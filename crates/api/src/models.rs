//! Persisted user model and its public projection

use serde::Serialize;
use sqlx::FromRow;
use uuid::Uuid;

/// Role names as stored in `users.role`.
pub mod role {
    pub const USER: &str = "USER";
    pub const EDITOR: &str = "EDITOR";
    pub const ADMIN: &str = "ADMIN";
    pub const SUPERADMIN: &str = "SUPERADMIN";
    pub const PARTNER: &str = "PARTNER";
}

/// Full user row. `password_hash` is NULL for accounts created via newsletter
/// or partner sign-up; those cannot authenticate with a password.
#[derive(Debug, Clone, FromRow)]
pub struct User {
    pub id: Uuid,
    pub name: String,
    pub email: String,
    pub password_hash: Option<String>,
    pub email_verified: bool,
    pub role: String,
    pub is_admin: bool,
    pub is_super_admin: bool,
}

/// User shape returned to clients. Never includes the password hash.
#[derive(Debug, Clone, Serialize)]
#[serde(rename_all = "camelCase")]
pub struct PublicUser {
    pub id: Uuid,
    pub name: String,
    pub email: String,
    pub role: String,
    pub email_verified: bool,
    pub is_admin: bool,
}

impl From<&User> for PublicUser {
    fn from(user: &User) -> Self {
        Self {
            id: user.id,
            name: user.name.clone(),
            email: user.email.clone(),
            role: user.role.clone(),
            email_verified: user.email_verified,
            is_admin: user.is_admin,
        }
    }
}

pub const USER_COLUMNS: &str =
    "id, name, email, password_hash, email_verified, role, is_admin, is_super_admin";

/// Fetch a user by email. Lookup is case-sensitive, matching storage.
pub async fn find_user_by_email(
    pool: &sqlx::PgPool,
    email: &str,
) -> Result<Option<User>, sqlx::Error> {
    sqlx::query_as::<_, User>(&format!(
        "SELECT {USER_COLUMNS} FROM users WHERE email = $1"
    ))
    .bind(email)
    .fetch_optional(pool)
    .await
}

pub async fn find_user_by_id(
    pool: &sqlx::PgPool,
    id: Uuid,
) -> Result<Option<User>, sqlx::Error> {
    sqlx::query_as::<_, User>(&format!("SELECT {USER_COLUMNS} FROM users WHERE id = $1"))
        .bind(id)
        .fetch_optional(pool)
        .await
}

==

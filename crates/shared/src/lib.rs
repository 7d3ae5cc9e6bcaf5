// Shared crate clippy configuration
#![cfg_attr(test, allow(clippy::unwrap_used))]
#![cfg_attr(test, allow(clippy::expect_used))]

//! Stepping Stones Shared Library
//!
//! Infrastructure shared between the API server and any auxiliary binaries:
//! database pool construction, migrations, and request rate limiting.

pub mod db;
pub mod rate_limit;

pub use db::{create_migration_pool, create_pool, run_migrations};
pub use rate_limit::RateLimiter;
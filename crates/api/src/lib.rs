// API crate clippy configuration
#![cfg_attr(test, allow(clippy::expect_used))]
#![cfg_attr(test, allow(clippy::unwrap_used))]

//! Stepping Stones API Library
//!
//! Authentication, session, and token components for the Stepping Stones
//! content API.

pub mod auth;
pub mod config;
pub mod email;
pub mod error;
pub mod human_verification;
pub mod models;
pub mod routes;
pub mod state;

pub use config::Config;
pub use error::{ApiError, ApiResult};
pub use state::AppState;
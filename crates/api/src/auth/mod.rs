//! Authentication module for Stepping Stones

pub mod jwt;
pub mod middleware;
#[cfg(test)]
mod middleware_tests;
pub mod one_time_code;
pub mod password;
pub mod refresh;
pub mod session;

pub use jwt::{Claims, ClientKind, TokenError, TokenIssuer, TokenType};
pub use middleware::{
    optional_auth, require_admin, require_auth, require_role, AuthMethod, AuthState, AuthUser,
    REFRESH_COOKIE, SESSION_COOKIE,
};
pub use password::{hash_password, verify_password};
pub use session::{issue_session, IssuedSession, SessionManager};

* * *

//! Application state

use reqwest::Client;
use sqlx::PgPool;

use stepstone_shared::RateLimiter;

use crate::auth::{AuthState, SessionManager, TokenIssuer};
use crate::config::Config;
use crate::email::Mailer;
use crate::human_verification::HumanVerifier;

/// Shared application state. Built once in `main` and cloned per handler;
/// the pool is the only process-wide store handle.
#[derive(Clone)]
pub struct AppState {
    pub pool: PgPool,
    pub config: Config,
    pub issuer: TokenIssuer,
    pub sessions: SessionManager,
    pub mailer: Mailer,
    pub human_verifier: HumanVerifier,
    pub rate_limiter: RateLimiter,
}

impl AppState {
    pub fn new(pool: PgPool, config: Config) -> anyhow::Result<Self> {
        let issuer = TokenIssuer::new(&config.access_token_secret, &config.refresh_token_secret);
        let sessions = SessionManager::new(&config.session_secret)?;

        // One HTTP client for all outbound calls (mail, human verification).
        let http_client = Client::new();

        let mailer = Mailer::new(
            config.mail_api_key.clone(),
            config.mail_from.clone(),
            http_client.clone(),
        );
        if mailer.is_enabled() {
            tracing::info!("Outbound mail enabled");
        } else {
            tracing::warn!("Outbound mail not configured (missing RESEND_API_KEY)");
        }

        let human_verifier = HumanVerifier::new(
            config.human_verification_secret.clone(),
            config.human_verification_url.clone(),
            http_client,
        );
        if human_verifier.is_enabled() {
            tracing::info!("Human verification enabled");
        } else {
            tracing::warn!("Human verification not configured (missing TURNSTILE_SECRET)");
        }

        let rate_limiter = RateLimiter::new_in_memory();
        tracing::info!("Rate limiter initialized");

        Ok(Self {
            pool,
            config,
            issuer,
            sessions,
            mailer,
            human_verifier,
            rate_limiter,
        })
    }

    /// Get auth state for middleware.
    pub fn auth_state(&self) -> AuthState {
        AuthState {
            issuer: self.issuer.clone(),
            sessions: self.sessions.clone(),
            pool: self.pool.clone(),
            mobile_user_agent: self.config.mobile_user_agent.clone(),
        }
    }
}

● **PROBLEM REQUIREMENTS**
Go through the listing above and find each line that contains "models", then copy it.

● **RESULT**
filename crates/api/src/models.rs
pub mod models;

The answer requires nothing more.